To examine the relationship between photodamage to PSII and light absorbed by the leaf, the absorptance spectrum of Arabidopsis leaves (from 350–700 nm) was measured with a spectroradiometer interfaced with an integrating sphere attachment (Supplemental Fig. S2A). The absorptance spectrum of the Arabidopsis leaf showed maximum absorptance in the UV-blue spectral region (350–500 nm) and around the red spectral region (660–680 nm; Supplemental Fig. S2A). Almost 90% of incident irradiance was absorbed in these two spectral regions. The region of green-yellow wavelengths (500–600 nm) showed the lowest absorptance (60% of incident irradiance was absorbed at 550 nm). The spectrum of light absorbed by the leaf during the photodamage experiment to the leaf in Figure 2 showed peaks in the blue and red wavebands (Supplemental Fig. S2B). Importantly, peak absorptance wavebands did not coincide with the peaks of photodamage to PSII, observed in UV (330 nm) and yellow (600 nm) wavebands (Fig. 3). These results indicate that photodamage to PSII is not associated with light absorbed by photosynthetic pigments.

Figure 3.

Figure 3.

Relative (rel.) extent of photodamage to PSII at different wavelengths of dispersed sunlight. The extent of photodamage to PSII was calculated from data in Figure 2 and normalized to a value of one at 400 nm. The spectrum of incident sunlight measured during the photodamage treatment to the leaf in Figure 2 was used to calculate the spectrum of light reaching the leaf (see “Materials and Methods”).
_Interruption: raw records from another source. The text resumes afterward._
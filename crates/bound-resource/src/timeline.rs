//! Replaying multicast channel.
//!
//! A timeline is an append-only list of events plus a finished flag, shared
//! through a `watch` channel. Each subscriber keeps its own cursor, so every
//! subscriber (including one that joins after the cycle ended) observes the
//! full sequence in the same order.

use futures_util::stream::{self, BoxStream, StreamExt};
use tokio::sync::watch;

#[derive(Debug)]
pub(crate) struct Timeline<T> {
    events: Vec<T>,
    finished: bool,
}

impl<T> Timeline<T> {
    pub(crate) fn last(&self) -> Option<&T> {
        self.events.last()
    }

    pub(crate) fn is_finished(&self) -> bool {
        self.finished
    }
}

/// Write side of a timeline. Only the producer holds it.
#[derive(Debug)]
pub(crate) struct TimelineSender<T> {
    tx: watch::Sender<Timeline<T>>,
}

pub(crate) fn channel<T>() -> (TimelineSender<T>, watch::Receiver<Timeline<T>>) {
    let (tx, rx) = watch::channel(Timeline {
        events: Vec::new(),
        finished: false,
    });
    (TimelineSender { tx }, rx)
}

impl<T> TimelineSender<T> {
    /// Appends an event. Ignored once the timeline is finished.
    pub(crate) fn publish(&self, event: T) {
        self.tx.send_modify(|timeline| {
            if !timeline.finished {
                timeline.events.push(event);
            }
        });
    }

    /// Marks the timeline finished; subscribers end after draining it.
    pub(crate) fn finish(&self) {
        self.tx.send_if_modified(|timeline| {
            let changed = !timeline.finished;
            timeline.finished = true;
            changed
        });
    }

    /// Resolves once every receiver has been dropped.
    pub(crate) async fn closed(&self) {
        self.tx.closed().await
    }
}

enum Step<T> {
    Emit(T),
    Wait,
    Done,
}

/// Turns a receiver into a stream replaying the timeline from the start.
pub(crate) fn replay<T>(rx: watch::Receiver<Timeline<T>>) -> BoxStream<'static, T>
where
    T: Clone + Send + Sync + 'static,
{
    stream::unfold((rx, 0usize), |(mut rx, cursor)| async move {
        loop {
            let step = {
                let timeline = rx.borrow_and_update();
                match timeline.events.get(cursor) {
                    Some(event) => Step::Emit(event.clone()),
                    None if timeline.finished => Step::Done,
                    None => Step::Wait,
                }
            };
            match step {
                Step::Emit(event) => return Some((event, (rx, cursor + 1))),
                Step::Done => return None,
                Step::Wait => {
                    // Sender dropped without finishing: nothing more can arrive.
                    if rx.changed().await.is_err() {
                        return None;
                    }
                }
            }
        }
    })
    .boxed()
}
//! JSONL layer: one JSON object per event.
//!
//! Each line carries `ts`, `level`, `service`, `pid`, `target`, `message`,
//! the event's fields and, inside spans, the span scope (`outer>inner`).

use chrono::{SecondsFormat, Utc};
use serde::Serialize;
use serde_json::{Map, Value};
use std::fmt;
use std::io::Write;
use tracing::field::{Field, Visit};
use tracing::{Event, Subscriber};
use tracing_subscriber::fmt::MakeWriter;
use tracing_subscriber::layer::Context;
use tracing_subscriber::registry::LookupSpan;
use tracing_subscriber::Layer;

/// One serialized log line.
#[derive(Debug, Clone, Serialize)]
pub struct LogEntry {
    pub ts: String,
    pub level: &'static str,
    pub service: String,
    pub pid: u32,
    pub target: String,
    pub message: String,
    #[serde(skip_serializing_if = "Map::is_empty")]
    pub fields: Map<String, Value>,
    /// Enclosing spans, root first, joined with `>`.
    #[serde(skip_serializing_if = "Option::is_none")]
    pub scope: Option<String>,
}

/// Collects an event's `message` and its other fields as JSON values.
#[derive(Default)]
struct EventFields {
    message: String,
    fields: Map<String, Value>,
}

impl EventFields {
    fn put(&mut self, field: &Field, value: Value) {
        match (field.name(), value) {
            ("message", Value::String(text)) => self.message = text,
            (name, value) => {
                self.fields.insert(name.to_string(), value);
            }
        }
    }
}

impl Visit for EventFields {
    fn record_debug(&mut self, field: &Field, value: &dyn fmt::Debug) {
        self.put(field, Value::String(format!("{:?}", value)));
    }

    fn record_str(&mut self, field: &Field, value: &str) {
        self.put(field, Value::from(value));
    }

    fn record_i64(&mut self, field: &Field, value: i64) {
        self.put(field, Value::from(value));
    }

    fn record_u64(&mut self, field: &Field, value: u64) {
        self.put(field, Value::from(value));
    }

    fn record_bool(&mut self, field: &Field, value: bool) {
        self.put(field, Value::from(value));
    }

    fn record_f64(&mut self, field: &Field, value: f64) {
        // NaN and infinities have no JSON number form.
        let value = serde_json::Number::from_f64(value)
            .map(Value::Number)
            .unwrap_or_else(|| Value::String(value.to_string()));
        self.put(field, value);
    }

    fn record_error(&mut self, field: &Field, value: &(dyn std::error::Error + 'static)) {
        self.put(field, Value::String(value.to_string()));
    }
}

/// Layer that renders every event as a [`LogEntry`] line.
pub struct JsonLayer<W> {
    service: String,
    pid: u32,
    make_writer: W,
}

impl<W> JsonLayer<W> {
    pub fn new(service: String, make_writer: W) -> Self {
        Self {
            service,
            pid: std::process::id(),
            make_writer,
        }
    }

    fn entry<S>(&self, event: &Event<'_>, ctx: &Context<'_, S>) -> LogEntry
    where
        S: Subscriber + for<'a> LookupSpan<'a>,
    {
        let mut collected = EventFields::default();
        event.record(&mut collected);

        let scope = ctx.event_scope(event).map(|scope| {
            scope
                .from_root()
                .map(|span| span.name())
                .collect::<Vec<_>>()
                .join(">")
        });

        let metadata = event.metadata();
        LogEntry {
            ts: Utc::now().to_rfc3339_opts(SecondsFormat::Millis, true),
            level: metadata.level().as_str(),
            service: self.service.clone(),
            pid: self.pid,
            target: metadata.target().to_string(),
            message: collected.message,
            fields: collected.fields,
            scope,
        }
    }
}

impl<S, W> Layer<S> for JsonLayer<W>
where
    S: Subscriber + for<'a> LookupSpan<'a>,
    W: for<'writer> MakeWriter<'writer> + 'static,
{
    fn on_event(&self, event: &Event<'_>, ctx: Context<'_, S>) {
        let entry = self.entry(event, &ctx);
        if let Ok(line) = serde_json::to_string(&entry) {
            let _ = writeln!(self.make_writer.make_writer(), "{}", line);
        }
    }
}

#[cfg(test)]
mod tests {
    use super::*;
    use parking_lot::Mutex;
    use std::sync::Arc;
    use tracing_subscriber::layer::SubscriberExt;

    #[derive(Clone, Default)]
    struct Captured(Arc<Mutex<Vec<u8>>>);

    impl Captured {
        fn lines(&self) -> Vec<Value> {
            String::from_utf8(self.0.lock().clone())
                .unwrap()
                .lines()
                .map(|line| serde_json::from_str(line).unwrap())
                .collect()
        }
    }

    impl std::io::Write for Captured {
        fn write(&mut self, buf: &[u8]) -> std::io::Result<usize> {
            self.0.lock().extend_from_slice(buf);
            Ok(buf.len())
        }

        fn flush(&mut self) -> std::io::Result<()> {
            Ok(())
        }
    }

    impl<'a> MakeWriter<'a> for Captured {
        type Writer = Captured;

        fn make_writer(&'a self) -> Self::Writer {
            self.clone()
        }
    }

    fn capture(f: impl FnOnce()) -> Vec<Value> {
        let captured = Captured::default();
        let subscriber = tracing_subscriber::registry()
            .with(JsonLayer::new("tests".to_string(), captured.clone()));
        tracing::subscriber::with_default(subscriber, f);
        captured.lines()
    }

    #[test]
    fn empty_fields_and_scope_are_omitted() {
        let entry = LogEntry {
            ts: "2026-01-15T10:30:00.000Z".to_string(),
            level: "INFO",
            service: "movies-sync".to_string(),
            pid: 12345,
            target: "movie_store::store".to_string(),
            message: "Upserted movies".to_string(),
            fields: Map::new(),
            scope: None,
        };

        let json = serde_json::to_string(&entry).unwrap();
        assert!(json.contains("\"service\":\"movies-sync\""));
        assert!(json.contains("\"pid\":12345"));
        assert!(!json.contains("\"fields\""));
        assert!(!json.contains("\"scope\""));
    }

    #[test]
    fn event_fields_keep_their_json_types() {
        let lines = capture(|| {
            tracing::warn!(page = 3_u64, movie_id = "550", retry = false, "Page fetch failed");
        });

        assert_eq!(lines.len(), 1);
        let line = &lines[0];
        assert_eq!(line["level"], "WARN");
        assert_eq!(line["service"], "tests");
        assert_eq!(line["message"], "Page fetch failed");
        assert_eq!(line["fields"]["page"], 3);
        assert_eq!(line["fields"]["movie_id"], "550");
        assert_eq!(line["fields"]["retry"], false);
    }

    #[test]
    fn nested_spans_are_joined_root_first() {
        let lines = capture(|| {
            let outer = tracing::info_span!("popular");
            let _outer = outer.enter();
            let inner = tracing::info_span!("page", number = 2);
            let _inner = inner.enter();
            tracing::info!("Saved page");
        });

        assert_eq!(lines[0]["scope"], "popular>page");
    }

    #[test]
    fn non_finite_floats_become_strings() {
        let lines = capture(|| tracing::info!(ratio = f64::NAN, "odd value"));
        assert_eq!(lines[0]["fields"]["ratio"], "NaN");
    }
}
Since the extent of photodamage is directly proportional to the intensity of light (Tyystjärvi and Aro, 1996; Sarvikas et al., 2006), the photodamage efficiency at different wavelengths can be calculated by dividing the extent of photodamage to PSII (the extent of decreased Fv/Fm) by intensity of incident light at each wavelength (Fig. 4). Since we do not know how much light is absorbed by the target of photodamage, we calculated photodamage efficiency using incident light intensity. The absorptance of the leaf (see Supplemental Fig. S2) is mainly due to absorption by photosynthetic pigments and may not represent the sites of photodamage. Photodamage efficiency was highest in UV and nearly constant through the visible waveband, consistent with data observed in Arabidopsis intact leaves (Sarvikas et al., 2006). Interestingly, our result showed that the quantum efficiency of photodamage has a small but apparent peak at yellow (600 nm) wavelength in the visible light region (Fig. 4).

Figure 4.

Figure 4.

Spectrum of photodamage efficiency. The relative (rel.) efficiency of photodamage to PSII was calculated by dividing the extent of photodamage by the number of photons at each wavelength (black circles). The action spectrum of photodamage to PSII in Arabidopsis published by Sarvikas et al. (2006) is shown (white circles). Both spectra were normalized to a value of one at 400 nm.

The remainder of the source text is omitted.